Below are some entries. Repeat exactly the lines from the one with "#[cfg(test)]" through the one with "name: 4, roll: 5", and only those.

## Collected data
___
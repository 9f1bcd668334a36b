//! Row acceptance: turns one sheet row into a leader plus accepted members.

use std::collections::HashSet;

use markus_core::participant::{Entrant, TeamEntry};
use markus_core::roll::{is_acceptable_roll, normalize_roll, resolve_year};

use crate::columns::ColumnLayout;

/// Why a whole row was skipped.
#[derive(Debug, Clone, Copy, PartialEq, Eq)]
pub enum SkipReason {
    /// The leader roll cell is empty.
    MissingRoll,
    /// The leader roll is shorter than the minimum length.
    ShortRoll,
}

/// Why a team-member slot did not produce a record.
#[derive(Debug, Clone, PartialEq, Eq)]
pub enum MemberRejection {
    /// Name cell empty while a roll was given.
    MissingName {
        /// Member slot.
        slot: u32,
    },
    /// Roll cell empty while a name was given.
    MissingRoll {
        /// Member slot.
        slot: u32,
    },
    /// Roll number shorter than the minimum length.
    ShortRoll {
        /// Member slot.
        slot: u32,
    },
    /// Roll number already used by the leader or an earlier member.
    DuplicateRoll {
        /// Member slot.
        slot: u32,
        /// The duplicated roll number.
        roll_no: String,
    },
}

/// Outcome of reading one row.
#[derive(Debug, Clone, PartialEq, Eq)]
pub enum RowDecision {
    /// The row produced a team entry; some members may have been rejected.
    Accepted {
        /// Leader plus accepted members.
        entry: TeamEntry,
        /// Member slots that were filled in but rejected.
        rejected: Vec<MemberRejection>,
    },
    /// The row was skipped entirely.
    Skipped(SkipReason),
}

fn cell(row: &[String], idx: Option<usize>) -> &str {
    idx.and_then(|i| row.get(i)).map_or("", |v| v.trim())
}

/// Reads one data row against a detected layout.
///
/// Names are uppercased, roll numbers normalized. A missing year is derived
/// from the roll prefix; members always derive theirs. Members share the
/// row's department. Member slots with both cells blank are ignored
/// silently.
#[must_use]
pub fn read_row(row: &[String], layout: &ColumnLayout, event: &str, source: &str) -> RowDecision {
    let roll_no = normalize_roll(cell(row, Some(layout.roll)));
    if roll_no.is_empty() {
        return RowDecision::Skipped(SkipReason::MissingRoll);
    }
    if !is_acceptable_roll(&roll_no) {
        return RowDecision::Skipped(SkipReason::ShortRoll);
    }

    let department = cell(row, layout.department).to_string();
    let leader = Entrant {
        name: cell(row, layout.name).to_uppercase(),
        year: resolve_year(cell(row, layout.year), &roll_no),
        department: department.clone(),
        roll_no,
    };

    let mut claimed: HashSet<String> = HashSet::from([leader.roll_no.clone()]);
    let mut members = Vec::new();
    let mut rejected = Vec::new();

    for slot in &layout.members {
        let name = cell(row, Some(slot.name)).to_uppercase();
        let member_roll = normalize_roll(cell(row, Some(slot.roll)));

        let rejection = match (name.is_empty(), member_roll.is_empty()) {
            (true, true) => continue,
            (true, false) => Some(MemberRejection::MissingName { slot: slot.slot }),
            (false, true) => Some(MemberRejection::MissingRoll { slot: slot.slot }),
            (false, false) if !is_acceptable_roll(&member_roll) => {
                Some(MemberRejection::ShortRoll { slot: slot.slot })
            }
            (false, false) if claimed.contains(&member_roll) => {
                Some(MemberRejection::DuplicateRoll {
                    slot: slot.slot,
                    roll_no: member_roll.clone(),
                })
            }
            (false, false) => None,
        };

        if let Some(rejection) = rejection {
            tracing::debug!(event, ?rejection, "team member rejected");
            rejected.push(rejection);
            continue;
        }

        claimed.insert(member_roll.clone());
        members.push(Entrant {
            year: resolve_year("", &member_roll),
            roll_no: member_roll,
            name,
            department: department.clone(),
        });
    }

    RowDecision::Accepted {
        entry: TeamEntry {
            event: event.to_string(),
            source: source.to_string(),
            leader,
            members,
        },
        rejected,
    }
}

#[cfg(test)]
mod tests {
    use super::*;
    use crate::columns::MemberColumns;

    fn row(items: &[&str]) -> Vec<String> {
        items.iter().map(|s| (*s).to_string()).collect()
    }

    fn team_layout() -> ColumnLayout {
        // roll, name, dept, year, m1 name, m1 roll, m2 name, m2 roll
        ColumnLayout {
            roll: 0,
            name: Some(1),
            department: Some(2),
            year: Some(3),
            members: vec![
                MemberColumns { slot: 1, name: 4, roll: 5 },
                MemberColumns { slot: 2, name: 6, roll: 7 },
            ],
        }
    }

    fn accepted(decision: RowDecision) -> (TeamEntry, Vec<MemberRejection>) {
        match decision {
            RowDecision::Accepted { entry, rejected } => (entry, rejected),
            RowDecision::Skipped(reason) => panic!("row skipped: {reason:?}"),
        }
    }

    #[test]
    fn leader_and_member_with_derived_year() {
        let r = row(&["23cs001", "A B", "CSE", "", "C D", "23CS002", "", ""]);
        let (entry, rejected) = accepted(read_row(&r, &team_layout(), "EVENT", "sheet"));

        assert!(rejected.is_empty());
        assert_eq!(entry.leader.roll_no, "23CS001");
        assert_eq!(entry.leader.name, "A B");
        assert_eq!(entry.leader.year, "III");
        assert_eq!(entry.members.len(), 1);
        assert_eq!(entry.members[0].roll_no, "23CS002");
        assert_eq!(entry.members[0].name, "C D");
        assert_eq!(entry.members[0].department, "CSE");
    }

    #[test]
    fn explicit_year_is_kept() {
        let r = row(&["23CS001", "a b", "CSE", "II", "", "", "", ""]);
        let (entry, _) = accepted(read_row(&r, &team_layout(), "EVENT", "sheet"));
        assert_eq!(entry.leader.year, "II");
        assert_eq!(entry.leader.name, "A B");
    }

    #[test]
    fn short_or_missing_leader_roll_skips_row() {
        let layout = team_layout();
        assert_eq!(
            read_row(&row(&["", "A"]), &layout, "EVENT", "sheet"),
            RowDecision::Skipped(SkipReason::MissingRoll)
        );
        assert_eq!(
            read_row(&row(&[" 23CS ", "A"]), &layout, "EVENT", "sheet"),
            RowDecision::Skipped(SkipReason::ShortRoll)
        );
    }

    #[test]
    fn duplicate_member_rolls_are_suppressed() {
        let r = row(&[
            "23CS001", "A B", "CSE", "", "C D", "23cs001", "E F", "23CS003",
        ]);
        let (entry, rejected) = accepted(read_row(&r, &team_layout(), "EVENT", "sheet"));
        assert_eq!(entry.members.len(), 1);
        assert_eq!(entry.members[0].roll_no, "23CS003");
        assert_eq!(
            rejected,
            vec![MemberRejection::DuplicateRoll {
                slot: 1,
                roll_no: "23CS001".to_string()
            }]
        );

        let r = row(&[
            "23CS001", "A B", "CSE", "", "C D", "23CS002", "E F", "23CS002",
        ]);
        let (entry, rejected) = accepted(read_row(&r, &team_layout(), "EVENT", "sheet"));
        assert_eq!(entry.members.len(), 1);
        assert!(matches!(
            rejected.as_slice(),
            [MemberRejection::DuplicateRoll { slot: 2, .. }]
        ));
    }

    #[test]
    fn incomplete_members_are_rejected_and_blank_slots_ignored() {
        let r = row(&["23CS001", "A B", "CSE", "", "C D", "", "", "23C"]);
        let (entry, rejected) = accepted(read_row(&r, &team_layout(), "EVENT", "sheet"));
        assert!(entry.members.is_empty());
        assert_eq!(
            rejected,
            vec![
                MemberRejection::MissingRoll { slot: 1 },
                MemberRejection::MissingName { slot: 2 },
            ]
        );
    }

    #[test]
    fn short_rows_read_as_blank_cells() {
        let r = row(&["24IT010"]);
        let (entry, rejected) = accepted(read_row(&r, &team_layout(), "EVENT", "sheet"));
        assert_eq!(entry.leader.year, "II");
        assert_eq!(entry.leader.name, "");
        assert!(entry.members.is_empty());
        assert!(rejected.is_empty());
    }
}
___
## RESPONSE TO THE TASK
#[cfg(test)]
mod tests {
    use super::*;
    use crate::columns::MemberColumns;

    fn row(items: &[&str]) -> Vec<String> {
        items.iter().map(|s| (*s).to_string()).collect()
    }

    fn team_layout() -> ColumnLayout {
        // roll, name, dept, year, m1 name, m1 roll, m2 name, m2 roll
        ColumnLayout {
            roll: 0,
            name: Some(1),
            department: Some(2),
            year: Some(3),
            members: vec![
                MemberColumns { slot: 1, name: 4, roll: 5 },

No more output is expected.